I am writing this post following the inaugural session in Paris of Social Good Week 2013. The auditorium at the Gaite Lyrique in downtown Paris was filled to capacity with people who define themselves as leaders and innovators in the French Social Good movement. Catalyzed by pioneers including +SocialGood Advisor Ismael Le Mouel, this is a group of people that defines itself not by age or geography, but by their belief in the ability of new media and technology to find innovative solutions to global problems.
A few major themes emerged as the conference got underway. While this is by no means an exhaustive list, they jumped out at me as ideas that all of us should keep in mind as we work in our various sectors to build a better world. From my personal perspective and the mission of the UN Foundation to connect people, ideas, and resources to help the UN and UN causes, this is a community that has a lot to offer, is unafraid to ask tough questions, and is anxious to find solutions.
1) The Power of Words and Social Good
One of the most powerful moments during Social Good Week was Nathan Stern’s speech (@NathStern). Like all great speeches, it included a good story. And Nathan’s story reminded me, as he talked about working with senior citizen volunteers in a small neighborhood in France, vocabulary matters.
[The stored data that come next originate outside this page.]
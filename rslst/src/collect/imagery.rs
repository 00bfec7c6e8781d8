use chrono::NaiveDate;
use serde::{Deserialize, Serialize};
use std::collections::BTreeMap;

use crate::commons::DateWindow;
use crate::geo_core::BoundingBox;
use crate::thermal::raster::{GridSpec, Raster};

/// Metadata of one scene of the archive
#[derive(Debug, Clone, PartialEq, Serialize, Deserialize)]
pub struct SceneMeta {
    pub id: String,
    pub acquired: NaiveDate,
    /// Percent of the scene obstructed by clouds
    pub cloud_cover: f64,
    /// Footprint in EPSG:4326
    pub footprint: BoundingBox,
    /// CRS of the scene rasters
    pub epsg: Option<i32>,
    pub platform: Option<String>,
    /// Asset key -> href
    pub assets: BTreeMap<String, String>,
}

/// Filter applied to the archive: date window, spatial overlap and cloud cover
#[derive(Debug, Clone, PartialEq, Serialize, Deserialize)]
pub struct SceneQuery {
    pub bounds: BoundingBox,
    pub window: DateWindow,
    pub max_cloud_cover: f64,
    pub band: String,
}

impl SceneQuery {
    /// Whether a scene passes every filter of the query
    pub fn matches(&self, scene: &SceneMeta) -> bool {
        self.window.contains(scene.acquired)
            && scene.footprint.intersects(&self.bounds)
            && scene.cloud_cover < self.max_cloud_cover
    }
}

/// Remote (or synthetic) imagery archive
///
/// `search` returns the candidate scenes; `load_band` resamples one band of a scene onto the
/// requested lon/lat grid by nearest neighbour, with fill values reported as nodata.
pub trait ImagerySource: Send + Sync {
    fn search(&self, query: &SceneQuery) -> anyhow::Result<Vec<SceneMeta>>;

    fn load_band(&self, scene: &SceneMeta, band: &str, grid: &GridSpec) -> anyhow::Result<Raster>;
}

impl<T: ImagerySource + ?Sized> ImagerySource for std::sync::Arc<T> {
    fn search(&self, query: &SceneQuery) -> anyhow::Result<Vec<SceneMeta>> {
        (**self).search(query)
    }

    fn load_band(&self, scene: &SceneMeta, band: &str, grid: &GridSpec) -> anyhow::Result<Raster> {
        (**self).load_band(scene, band, grid)
    }
}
He told us that we need to be careful not to label people in social good project as “sponsors” or “beneficiaries,” but that we need to consider everyone as a “volunteer” or as a part of the solution.
Casey Rotter of UNICEF (@casey_UNICEFUSA) also touched on this theme in her excellent presentation. As someone who embodies the spirit of innovation and the next generation of leadership advancing global causes, Casey invited everyone to think about how to best communicate the work that we do and how to invite new communities into our work to advance social good. The power of Casey’s words (new and fresh terms to describe the work of the UN and social entrepreneurs) reminded me that vocabulary matters in the social good space.
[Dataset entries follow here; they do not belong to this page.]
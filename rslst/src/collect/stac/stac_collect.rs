use anyhow::{bail, Context, Result};
use chrono::{DateTime, NaiveDate};
use indicatif::{ProgressBar, ProgressStyle};
use log::{debug, info, warn};
use reqwest::blocking::Client;
use serde::Deserialize;
use serde_json::{json, Value};
use std::collections::BTreeMap;
use std::fs::{create_dir_all, File};
use std::path::PathBuf;
use std::time::Duration;
use url::Url;

use crate::collect::imagery::{ImagerySource, SceneMeta, SceneQuery};
use crate::collect::stac::geotiff::GeoTiffBand;
use crate::config::StacConfig;
use crate::geo_core::{BoundingBox, GeoCore, WGS84_EPSG};
use crate::thermal::raster::{GridSpec, Raster};

fn progress_style() -> ProgressStyle {
    ProgressStyle::default_bar()
        .template("[{elapsed_precise}] {bar:40.cyan/blue} {bytes:>10}/{total_bytes:10} {msg}")
        .unwrap_or_else(|_| ProgressStyle::default_bar())
        .progress_chars("##-")
}

/// STAC ItemCollection returned by `/search`
#[derive(Debug, Deserialize)]
struct ItemCollection {
    #[serde(default)]
    features: Vec<StacItem>,
    #[serde(default)]
    links: Vec<StacLink>,
}

#[derive(Debug, Deserialize)]
struct StacItem {
    id: String,
    #[serde(default)]
    bbox: Option<Vec<f64>>,
    properties: StacProperties,
    #[serde(default)]
    assets: BTreeMap<String, StacAsset>,
}

#[derive(Debug, Deserialize)]
struct StacProperties {
    #[serde(default)]
    datetime: Option<String>,
    #[serde(rename = "eo:cloud_cover", default)]
    cloud_cover: Option<f64>,
    #[serde(rename = "proj:epsg", default)]
    epsg: Option<i32>,
    /// Newer items carry "EPSG:xxxx" here instead of proj:epsg
    #[serde(rename = "proj:code", default)]
    proj_code: Option<String>,
    #[serde(default)]
    platform: Option<String>,
}

#[derive(Debug, Deserialize)]
struct StacAsset {
    href: String,
}

#[derive(Debug, Clone, Deserialize)]
struct StacLink {
    rel: String,
    href: String,
    #[serde(default)]
    method: Option<String>,
    #[serde(default)]
    body: Option<Value>,
    #[serde(default)]
    merge: bool,
}

fn parse_acquired(datetime: &str) -> Option<NaiveDate> {
    DateTime::parse_from_rfc3339(datetime)
        .map(|dt| dt.date_naive())
        .ok()
        .or_else(|| NaiveDate::parse_from_str(datetime.get(..10)?, "%Y-%m-%d").ok())
}

impl StacItem {
    fn into_scene(self) -> Option<SceneMeta> {
        let acquired = self.properties.datetime.as_deref().and_then(parse_acquired);
        let footprint = match self.bbox.as_deref() {
            Some([min_x, min_y, max_x, max_y]) => BoundingBox::new(*min_x, *min_y, *max_x, *max_y),
            // 3D bbox
            Some([min_x, min_y, _, max_x, max_y, _]) => {
                BoundingBox::new(*min_x, *min_y, *max_x, *max_y)
            }
            _ => {
                debug!("Skipping item {}: no usable bbox", self.id);
                return None;
            }
        };
        let (Some(acquired), Some(cloud_cover)) = (acquired, self.properties.cloud_cover) else {
            debug!("Skipping item {}: missing datetime or eo:cloud_cover", self.id);
            return None;
        };
        let epsg = self.properties.epsg.or_else(|| {
            self.properties
                .proj_code
                .as_deref()
                .and_then(|code| code.strip_prefix("EPSG:"))
                .and_then(|code| code.parse().ok())
        });

        Some(SceneMeta {
            id: self.id,
            acquired,
            cloud_cover,
            footprint,
            epsg,
            platform: self.properties.platform,
            assets: self
                .assets
                .into_iter()
                .map(|(key, asset)| (key, asset.href))
                .collect(),
        })
    }
}

/// Parse one page of search results: the scenes and the link to the next page
fn parse_page(page: ItemCollection) -> (Vec<SceneMeta>, Option<StacLink>) {
    let next = page.links.into_iter().find(|link| link.rel == "next");
    let scenes = page
        .features
        .into_iter()
        .filter_map(StacItem::into_scene)
        .collect();
    (scenes, next)
}

/// Landsat archive behind a STAC API
///
/// Scenes are searched with `POST {endpoint}/search`; band assets are downloaded once into the
/// cache directory and decoded as GeoTIFF.
pub struct StacCollect {
    pub config: StacConfig,
    pub geo_core: GeoCore,
    client: Client,
    search_url: Url,
}

impl StacCollect {
    pub fn new(config: StacConfig) -> Result<Self> {
        let base = Url::parse(&format!("{}/", config.endpoint.trim_end_matches('/')))
            .context(format!("Invalid STAC endpoint: {}", config.endpoint))?;
        let search_url = base
            .join("search")
            .context("Failed to build STAC search URL")?;
        let client = Client::builder()
            .timeout(Duration::from_secs(config.timeout_secs))
            .build()
            .context("Failed to create HTTP client")?;

        Ok(StacCollect {
            config,
            geo_core: GeoCore::default(),
            client,
            search_url,
        })
    }

    pub fn search_url(&self) -> &Url {
        &self.search_url
    }

    /// JSON body of the first search request
    pub fn search_body(&self, query: &SceneQuery) -> Value {
        let mut filter = json!({
            "eo:cloud_cover": { "lt": query.max_cloud_cover }
        });
        if let Some(platform) = &self.config.platform {
            filter["platform"] = json!({ "eq": platform });
        }
        if let Some(category) = &self.config.collection_category {
            filter["landsat:collection_category"] = json!({ "eq": category });
        }
        json!({
            "collections": [self.config.collection],
            "bbox": query.bounds.to_array(),
            "datetime": query.window.to_rfc3339_interval(),
            "query": filter,
            "limit": self.config.page_limit,
        })
    }

    fn fetch_page(&self, url: &str, method: &str, body: Option<&Value>) -> Result<ItemCollection> {
        debug!("STAC {} {}", method, url);
        let request = if method.eq_ignore_ascii_case("GET") {
            self.client.get(url)
        } else {
            self.client.post(url).json(body.unwrap_or(&Value::Null))
        };
        let response = request
            .header("Accept", "application/geo+json")
            .send()
            .context(format!("Failed to send STAC search to {}", url))?;
        if !response.status().is_success() {
            let status = response.status();
            let body = response.text().unwrap_or_default();
            bail!("STAC API returned error {}: {}", status, body);
        }
        response
            .json()
            .context("Failed to parse STAC ItemCollection")
    }

    /// Cached file for an asset href
    fn cache_path_for_url(&self, href: &str) -> PathBuf {
        let name = Url::parse(href)
            .ok()
            .and_then(|url| {
                url.path_segments()
                    .and_then(|segments| segments.last().map(|s| s.to_string()))
            })
            .filter(|name| !name.is_empty())
            .unwrap_or_else(|| {
                href.chars()
                    .map(|c| if c.is_ascii_alphanumeric() || c == '.' { c } else { '_' })
                    .collect()
            });
        self.config.cache_dir.join(name)
    }

    /// Download an asset unless it is already cached, returning the local path
    pub fn download(&self, href: &str) -> Result<PathBuf> {
        let path = self.cache_path_for_url(href);
        if path.exists() {
            info!("Reading asset from cache: {:?}", path);
            return Ok(path);
        }
        create_dir_all(&self.config.cache_dir).context(format!(
            "Failed to create cache directory: {:?}",
            self.config.cache_dir
        ))?;

        println!("Downloading {}", href);
        let response = self
            .client
            .get(href)
            .send()
            .context(format!("Failed to download {}", href))?;
        if !response.status().is_success() {
            bail!("Asset download returned {}: {}", response.status(), href);
        }

        let pb = ProgressBar::new(response.content_length().unwrap_or(0));
        pb.set_style(progress_style());
        pb.set_message(
            path.file_name()
                .map(|name| name.to_string_lossy().to_string())
                .unwrap_or_default(),
        );
        let partial = path.with_extension("part");
        let mut file =
            File::create(&partial).context(format!("Failed to create {:?}", partial))?;
        let mut reader = pb.wrap_read(response);
        std::io::copy(&mut reader, &mut file).context(format!("Failed to write {:?}", partial))?;
        pb.finish_with_message("downloaded");
        std::fs::rename(&partial, &path)
            .context(format!("Failed to move {:?} into the cache", partial))?;
        Ok(path)
    }

    /// Resample a decoded band onto a lon/lat grid by nearest neighbour
    pub fn resample(
        &self,
        tiff: &GeoTiffBand,
        epsg: i32,
        band: &str,
        grid: &GridSpec,
    ) -> Result<Raster> {
        let mut geo_core = self.geo_core.clone();
        geo_core.set_epsg(epsg);
        let data = if geo_core.is_wgs84() {
            (0..grid.len())
                .map(|i| {
                    let (lon, lat) = grid.index_center(i);
                    tiff.sample(lon, lat)
                })
                .collect()
        } else {
            // Proj handles are not Sync, so cell centres are projected sequentially
            let proj = geo_core.from_wgs84()?;
            (0..grid.len())
                .map(|i| {
                    let (lon, lat) = grid.index_center(i);
                    let (x, y): (f64, f64) = proj.convert((lon, lat)).ok()?;
                    tiff.sample(x, y)
                })
                .collect()
        };
        Raster::new(grid.clone(), band, data)
    }
}

impl ImagerySource for StacCollect {
    fn search(&self, query: &SceneQuery) -> Result<Vec<SceneMeta>> {
        let mut body = self.search_body(query);
        let mut url = self.search_url.to_string();
        let mut method = "POST".to_string();
        let mut scenes = Vec::new();

        for page_number in 1..=self.config.max_pages {
            let page = self.fetch_page(&url, &method, Some(&body))?;
            let (mut found, next) = parse_page(page);
            debug!("Page {}: {} items", page_number, found.len());
            scenes.append(&mut found);

            let Some(next) = next else {
                break;
            };
            if page_number == self.config.max_pages {
                warn!(
                    "Stopping after {} pages of STAC results; later pages are ignored",
                    page_number
                );
                break;
            }
            method = next.method.unwrap_or_else(|| "GET".to_string());
            match next.body {
                Some(Value::Object(extra)) if next.merge => {
                    if let Value::Object(current) = &mut body {
                        current.extend(extra);
                    }
                }
                Some(next_body) => body = next_body,
                None => {}
            }
            url = next.href;
        }

        info!(
            "STAC search returned {} scenes for {}",
            scenes.len(),
            query.window.label()
        );
        Ok(scenes)
    }

    fn load_band(&self, scene: &SceneMeta, band: &str, grid: &GridSpec) -> Result<Raster> {
        let asset = self.config.asset_for(band);
        let href = scene
            .assets
            .get(asset)
            .context(format!("Scene {} has no asset '{}' for band {}", scene.id, asset, band))?;
        let path = self.download(href)?;
        let bytes = std::fs::read(&path).context(format!("Failed to read {:?}", path))?;
        let tiff = GeoTiffBand::from_bytes(bytes)
            .context(format!("Failed to decode {} of scene {}", band, scene.id))?;
        self.resample(&tiff, scene.epsg.unwrap_or(WGS84_EPSG), band, grid)
    }
}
2) This is Just the Beginning
Tristan Nitot listed off some of the most exciting things taking place in the Social Good space in Europe. From his perspective, as an impact investor whose job it is to identify and support programs in this area, he says this is just the beginning. The big innovations that leverage technology to help solve some of the world’s biggest problems, are still yet to emerge. There was a lot of energy around this theme during the opening of Social Good Week. Experts agree that while we celebrate some of the biggest innovations of the last 5 years, the best is yet to come…and the finance and business communities are key if the world is to truly embrace the potential of this sector.
3) Social Good Is Not about Social Media vs. Other Media – It’s about Social Media AND Other Media
In the case of politics and social movements, the power of social media for social good isn’t found just within the limits of a Twitter feed or Facebook wall, the real power takes place when social media works in tandem with other media (broadcast, print, etc.). This was a theme that Benoit Thieulin, President of the official Consiel National du Numérique and Founder of La Netscouade, shared as part of his speech. Some of the most powerful examples of social media and technology driving positive social change have taken place when smart communicators, and passionate people, have decided to tell their stories across different media formats and offer different people ways to take action online, in-person, and as part of their daily lives.
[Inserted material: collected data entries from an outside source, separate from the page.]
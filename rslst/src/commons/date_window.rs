use chrono::{Datelike, NaiveDate};
use serde::{Deserialize, Serialize};

use crate::error::LstError;

/// Inclusive acquisition date range used to filter the imagery archive
#[derive(Debug, Clone, Copy, PartialEq, Eq, Serialize, Deserialize)]
pub struct DateWindow {
    pub start: NaiveDate,
    pub end: NaiveDate,
}

impl DateWindow {
    pub fn new(start: NaiveDate, end: NaiveDate) -> Result<Self, LstError> {
        if end < start {
            return Err(LstError::InvalidDateWindow(format!(
                "window ends ({}) before it starts ({})",
                end, start
            )));
        }
        Ok(DateWindow { start, end })
    }

    /// Parse `YYYY-MM-DD` bounds
    pub fn parse(start: &str, end: &str) -> anyhow::Result<Self> {
        let start = NaiveDate::parse_from_str(start, "%Y-%m-%d")
            .map_err(|e| anyhow::anyhow!("invalid start date '{}': {}", start, e))?;
        let end = NaiveDate::parse_from_str(end, "%Y-%m-%d")
            .map_err(|e| anyhow::anyhow!("invalid end date '{}': {}", end, e))?;
        Ok(DateWindow::new(start, end)?)
    }

    /// The first to the last day of a calendar month
    pub fn month(year: i32, month: u32) -> Option<Self> {
        let start = NaiveDate::from_ymd_opt(year, month, 1)?;
        let next = if month == 12 {
            NaiveDate::from_ymd_opt(year + 1, 1, 1)?
        } else {
            NaiveDate::from_ymd_opt(year, month + 1, 1)?
        };
        let end = next.pred_opt()?;
        Some(DateWindow { start, end })
    }

    pub fn contains(&self, date: NaiveDate) -> bool {
        date >= self.start && date <= self.end
    }

    /// RFC 3339 interval covering whole days, as used by STAC `datetime`
    pub fn to_rfc3339_interval(&self) -> String {
        format!(
            "{}T00:00:00Z/{}T23:59:59Z",
            self.start.format("%Y-%m-%d"),
            self.end.format("%Y-%m-%d")
        )
    }

    pub fn label(&self) -> String {
        let whole_month = DateWindow::month(self.start.year(), self.start.month());
        if self.start.day() == 1 && Some(*self) == whole_month {
            self.start.format("%B %Y").to_string()
        } else {
            format!("{} to {}", self.start, self.end)
        }
    }
}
I was inspired by the dynamic group of people that +SocialGood Advisor Ismael Le Mouel and his partners brought together for this convening. As part of the global movement of +SocialGood, this convening is part of something big that is happening that unites the conversation about global issues and technology solutions. The +SocialGood Community (bringing together partners like UNDP, 92Y, Mashable, the Bill & Melinda Gates Foundation, the Rockefeller Foundation, the Case Foundation, Enactus, Ericsson, and Caterpillar) is unique in every community where it lives, but the opportunities taking shape in France are particularly promising. A community as diverse and dynamic as the one I met in Paris proves that this is a great time to be learning from the +SocialGood conversation and helping support it through action.